# Problem requirements:
A word-for-word repetition of all the entries is needed.

# Source material:
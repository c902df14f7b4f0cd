//! Collation of unlabeled Partials into as few Partials as possible.
//!
//! Unlabeled Partials are usually short noise fragments. Collation joins
//! fragments that do not overlap in time (with room for a fade out, a fade
//! in, and a gap between them) into one longer Partial, joined through a
//! pair of null Breakpoints, and gives each result a fresh label.

use parcial_core::{Breakpoint, Error, Label, Partial, Result};
use tracing::debug;

/// Default fade time in seconds.
pub const DEFAULT_FADE_TIME: f64 = 0.001;

/// Default minimum silent gap between joined Partials, in seconds.
pub const DEFAULT_GAP_TIME: f64 = 0.0001;

/// Joins non-overlapping unlabeled Partials.
///
/// # Example
///
/// ```rust
/// use parcial_core::{Breakpoint, Partial};
/// use parcial_transform::Collator;
///
/// let fragment = |start: f64| {
///     let mut p = Partial::new();
///     p.insert(start, Breakpoint::new(1000.0, 0.1, 0.5, 0.0));
///     p.insert(start + 0.1, Breakpoint::new(1000.0, 0.1, 0.5, 0.0));
///     p
/// };
///
/// let collated = Collator::default().collate(vec![fragment(0.0), fragment(0.5)]);
/// assert_eq!(collated.len(), 1);
/// assert_eq!(collated[0].label(), 1);
/// ```
#[derive(Debug, Clone, Copy, PartialEq)]
pub struct Collator {
    fade_time: f64,
    gap_time: f64,
}

impl Default for Collator {
    fn default() -> Self {
        Self {
            fade_time: DEFAULT_FADE_TIME,
            gap_time: DEFAULT_GAP_TIME,
        }
    }
}

impl Collator {
    /// Create a collator.
    ///
    /// # Errors
    ///
    /// Returns [`Error::InvalidArgument`] if either time is negative.
    pub fn new(fade_time: f64, gap_time: f64) -> Result<Self> {
        if fade_time.is_nan() || fade_time < 0.0 {
            return Err(Error::invalid_argument("collator fade time must be non-negative"));
        }
        if gap_time.is_nan() || gap_time < 0.0 {
            return Err(Error::invalid_argument("collator gap time must be non-negative"));
        }
        Ok(Self {
            fade_time,
            gap_time,
        })
    }

    /// Fade time in seconds.
    pub fn fade_time(&self) -> f64 {
        self.fade_time
    }

    /// Gap time in seconds.
    pub fn gap_time(&self) -> f64 {
        self.gap_time
    }

    /// Collate the unlabeled Partials of a collection.
    ///
    /// Labeled Partials come first, in their original order, followed by the
    /// collated ones, whose labels start one above the highest label present
    /// (and at 1 at least).
    pub fn collate(&self, partials: Vec<Partial>) -> Vec<Partial> {
        let max_label = partials.iter().map(Partial::label).max().unwrap_or(0);
        let (unlabeled, mut out): (Vec<Partial>, Vec<Partial>) =
            partials.into_iter().partition(|p| p.label() == 0);
        out.extend(self.collate_unlabeled(unlabeled, max_label.saturating_add(1).max(1)));
        out
    }

    /// Collate `partials` regardless of their labels, numbering the results
    /// from `start_label`. Empty Partials are dropped.
    pub fn collate_unlabeled(&self, partials: Vec<Partial>, start_label: Label) -> Vec<Partial> {
        let mut pending: Vec<Partial> = partials.into_iter().filter(|p| !p.is_empty()).collect();
        pending.sort_by(|a, b| a.end_time().total_cmp(&b.end_time()));
        let count = pending.len();

        let clearance = 2.0 * self.fade_time + self.gap_time;
        let mut next_label = start_label;
        let mut collated: Vec<Partial> = Vec::new();

        for mut addme in pending {
            let earliest_end = addme.start_time() - clearance;
            match collated.iter_mut().find(|c| c.end_time() < earliest_end) {
                Some(host) => self.join(host, &addme),
                None => {
                    addme.set_label(next_label);
                    next_label = next_label.saturating_add(1);
                    collated.push(addme);
                }
            }
        }

        debug!("collate: {count} unlabeled Partials into {}", collated.len());
        collated
    }

    /// Append `addme` to `host` through a null Breakpoint after `host` ends
    /// and another before `addme` starts.
    fn join(&self, host: &mut Partial, addme: &Partial) {
        let t_out = host.end_time() + self.fade_time;
        let null_out = Breakpoint::new(
            host.frequency_at(t_out),
            0.0,
            host.bandwidth_at(t_out),
            host.phase_at(t_out),
        );
        host.insert(t_out, null_out);

        let t_in = addme.start_time() - self.fade_time;
        let null_in = Breakpoint::new(
            addme.frequency_at(t_in),
            0.0,
            addme.bandwidth_at(t_in),
            addme.phase_at(t_in),
        );
        host.insert(t_in, null_in);

        for (t, bp) in addme.iter() {
            host.insert(t, *bp);
        }
    }
}

#[cfg(test)]
mod tests {
    use super::*;

    fn fragment(start: f64, end: f64, freq: f64) -> Partial {
        let mut p = Partial::new();
        p.insert(start, Breakpoint::new(freq, 0.2, 0.3, 0.0));
        p.insert(end, Breakpoint::new(freq, 0.2, 0.3, 0.0));
        p
    }

    #[test]
    fn test_rejects_negative_times() {
        assert!(Collator::new(-0.1, 0.0).is_err());
        assert!(Collator::new(0.0, -0.1).is_err());
        assert!(Collator::new(0.0, 0.0).is_ok());
    }

    #[test]
    fn test_disjoint_fragments_join_through_nulls() {
        let c = Collator::default();
        let out = c.collate_unlabeled(vec![fragment(1.0, 1.5, 500.0), fragment(0.0, 0.5, 400.0)], 3);
        assert_eq!(out.len(), 1);
        let p = &out[0];
        assert_eq!(p.label(), 3);
        assert_eq!(p.len(), 6);
        assert_eq!(p.amplitude_at(0.5 + DEFAULT_FADE_TIME), 0.0);
        assert_eq!(p.amplitude_at(1.0 - DEFAULT_FADE_TIME), 0.0);
        assert_eq!(p.frequency_at(0.25), 400.0);
        assert_eq!(p.frequency_at(1.25), 500.0);
    }

    #[test]
    fn test_overlapping_fragments_stay_apart() {
        let c = Collator::default();
        let out = c.collate_unlabeled(vec![fragment(0.0, 0.5, 400.0), fragment(0.4, 0.9, 500.0)], 1);
        assert_eq!(out.len(), 2);
        let labels: Vec<Label> = out.iter().map(Partial::label).collect();
        assert_eq!(labels, vec![1, 2]);
    }

    #[test]
    fn test_clearance_includes_both_fades_and_gap() {
        let c = Collator::new(0.01, 0.01).unwrap();
        // 0.025 s apart, clearance is 0.03
        let out = c.collate_unlabeled(vec![fragment(0.0, 0.5, 400.0), fragment(0.525, 0.9, 400.0)], 1);
        assert_eq!(out.len(), 2);
        let out = c.collate_unlabeled(vec![fragment(0.0, 0.5, 400.0), fragment(0.535, 0.9, 400.0)], 1);
        assert_eq!(out.len(), 1);
    }

    #[test]
    fn test_collate_numbers_above_existing_labels() {
        let mut labeled = fragment(0.0, 1.0, 100.0);
        labeled.set_label(4);
        let out = Collator::default().collate(vec![
            fragment(0.0, 0.2, 900.0),
            labeled,
            fragment(0.5, 0.7, 950.0),
            Partial::new(),
        ]);
        let labels: Vec<Label> = out.iter().map(Partial::label).collect();
        assert_eq!(labels, vec![4, 5]);
    }
}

# Exercise response:
repository c902df14f7b4f0cd
//! Collation of unlabeled Partials into as few Partials as possible.
//!
//! Unlabeled Partials are usually short noise fragments. Collation joins
//! fragments that do not overlap in time (with room for a fade out, a fade
//! in, and a gap between them) into one longer Partial, joined through a
//! pair of null Breakpoints, and gives each result a fresh label.

use parcial_core::{Breakpoint, Error, Label, Partial, Result};
use tracing::debug;

/// Default fade time in seconds.
pub const DEFAULT_FADE_TIME: f64 = 0.001;

/// Default minimum silent gap between joined Partials, in seconds.
pub const DEFAULT_GAP_TIME: f64 = 0.0001;

/// Joins non-overlapping unlabeled Partials.
///
/// # Example
///
/// ```rust
/// use parcial_core::{Breakpoint, Partial};
/// use parcial_transform::Collator;
///
/// let fragment = |start: f64| {
///     let mut p = Partial::new();
///     p.insert(start, Breakpoint::new(1000.0, 0.1, 0.5, 0.0));
///     p.insert(start + 0.1, Breakpoint::new(1000.0, 0.1, 0.5, 0.0));
///     p
/// };
///
/// let collated = Collator::default().collate(vec![fragment(0.0), fragment(0.5)]);
/// assert_eq!(collated.len(), 1);
/// assert_eq!(collated[0].label(), 1);
/// ```
#[derive(Debug, Clone, Copy, PartialEq)]
pub struct Collator {
    fade_time: f64,
    gap_time: f64,
}

impl Default for Collator {
    fn default() -> Self {
        Self {
            fade_time: DEFAULT_FADE_TIME,
            gap_time: DEFAULT_GAP_TIME,
        }
    }
}

impl Collator {
    /// Create a collator.
    ///
    /// # Errors
    ///
    /// Returns [`Error::InvalidArgument`] if either time is negative.
    pub fn new(fade_time: f64, gap_time: f64) -> Result<Self> {
        if fade_time.is_nan() || fade_time < 0.0 {
            return Err(Error::invalid_argument("collator fade time must be non-negative"));
        }
        if gap_time.is_nan() || gap_time < 0.0 {
            return Err(Error::invalid_argument("collator gap time must be non-negative"));
        }
        Ok(Self {
            fade_time,
            gap_time,
        })
    }

    /// Fade time in seconds.
    pub fn fade_time(&self) -> f64 {
        self.fade_time
    }

    /// Gap time in seconds.
    pub fn gap_time(&self) -> f64 {
        self.gap_time
    }

    /// Collate the unlabeled Partials of a collection.
    ///
    /// Labeled Partials come first, in their original order, followed by the
    /// collated ones, whose labels start one above the highest label present
    /// (and at 1 at least).
    pub fn collate(&self, partials: Vec<Partial>) -> Vec<Partial> {
        let max_label = partials.iter().map(Partial::label).max().unwrap_or(0);
        let (unlabeled, mut out): (Vec<Partial>, Vec<Partial>) =
            partials.into_iter().partition(|p| p.label() == 0);
        out.extend(self.collate_unlabeled(unlabeled, max_label.saturating_add(1).max(1)));
        out
    }

    /// Collate `partials` regardless of their labels, numbering the results
    /// from `start_label`. Empty Partials are dropped.
    pub fn collate_unlabeled(&self, partials: Vec<Partial>, start_label: Label) -> Vec<Partial> {
        let mut pending: Vec<Partial> = partials.into_iter().filter(|p| !p.is_empty()).collect();
        pending.sort_by(|a, b| a.end_time().total_cmp(&b.end_time()));
        let count = pending.len();

        let clearance = 2.0 * self.fade_time + self.gap_time;
        let mut next_label = start_label;
        let mut collated: Vec<Partial> = Vec::new();

        for mut addme in pending {
            let earliest_end = addme.start_time() - clearance;
            match collated.iter_mut().find(|c| c.end_time() < earliest_end) {
                Some(host) => self.join(host, &addme),
                None => {
                    addme.set_label(next_label);
                    next_label = next_label.saturating_add(1);
                    collated.push(addme);
                }
            }
        }

        debug!("collate: {count} unlabeled Partials into {}", collated.len());
        collated
    }

    /// Append `addme` to `host` through a null Breakpoint after `host` ends
    /// and another before `addme` starts.
    fn join(&self, host: &mut Partial, addme: &Partial) {
        let t_out = host.end_time() + self.fade_time;
        let null_out = Breakpoint::new(
            host.frequency_at(t_out),
            0.0,
            host.bandwidth_at(t_out),
            host.phase_at(t_out),
        );
        host.insert(t_out, null_out);

        let t_in = addme.start_time() - self.fade_time;
        let null_in = Breakpoint::new(
            addme.frequency_at(t_in),
            0.0,
            addme.bandwidth_at(t_in),
            addme.phase_at(t_in),
        );
        host.insert(t_in, null_in);

        for (t, bp) in addme.iter() {
            host.insert(t, *bp);
        }
    }
}

#[cfg(test)]
mod tests {
    use super::*;

    fn fragment(start: f64, end: f64, freq: f64) -> Partial {
        let mut p = Partial::new();
        p.insert(start, Breakpoint::new(freq, 0.2, 0.3, 0.0));
        p.insert(end, Breakpoint::new(freq, 0.2, 0.3, 0.0));
        p
    }

    #[test]
    fn test_rejects_negative_times() {
        assert!(Collator::new(-0.1, 0.0).is_err());
        assert!(Collator::new(0.0, -0.1).is_err());
        assert!(Collator::new(0.0, 0.0).is_ok());
    }

    #[test]
    fn test_disjoint_fragments_join_through_nulls() {
        let c = Collator::default();
        let out = c.collate_unlabeled(vec![fragment(1.0, 1.5, 500.0), fragment(0.0, 0.5, 400.0)], 3);
        assert_eq!(out.len(), 1);
        let p = &out[0];
        assert_eq!(p.label(), 3);
        assert_eq!(p.len(), 6);
        assert_eq!(p.amplitude_at(0.5 + DEFAULT_FADE_TIME), 0.0);
        assert_eq!(p.amplitude_at(1.0 - DEFAULT_FADE_TIME), 0.0);
        assert_eq!(p.frequency_at(0.25), 400.0);
        assert_eq!(p.frequency_at(1.25), 500.0);
    }

    #[test]
    fn test_overlapping_fragments_stay_apart() {
        let c = Collator::default();
        let out = c.collate_unlabeled(vec![fragment(0.0, 0.5, 400.0), fragment(0.4, 0.9, 500.0)], 1);
        assert_eq!(out.len(), 2);
        let labels: Vec<Label> = out.iter().map(Partial::label).collect();
        assert_eq!(labels, vec![1, 2]);
    }

    #[test]
    fn test_clearance_includes_both_fades_and_gap() {
        let c = Collator::new(0.01, 0.01).unwrap();
        // 0.025 s apart, clearance is 0.03
        let out = c.collate_unlabeled(vec![fragment(0.0, 0.5, 400.0), fragment(0.525, 0.9, 400.0)], 1);
        assert_eq!(out.len(), 2);
        let out = c.collate_unlabeled(vec![fragment(0.0, 0.5, 400.0), fragment(0.535, 0.9, 400.0)], 1);
        assert_eq!(out.len(), 1);
    }

    #[test]
    fn test_collate_numbers_above_existing_labels() {
        let mut labeled = fragment(0.0, 1.0, 100.0);
        labeled.set_label(4);
        let out = Collator::default().collate(vec![
            fragment(0.0, 0.2, 900.0),
            labeled,
            fragment(0.5, 0.7, 950.0),
            Partial::new(),
        ]);
        let labels: Vec<Label> = out.iter().map(Partial::label).collect();
        assert_eq!(labels, vec![4, 5]);
    }
}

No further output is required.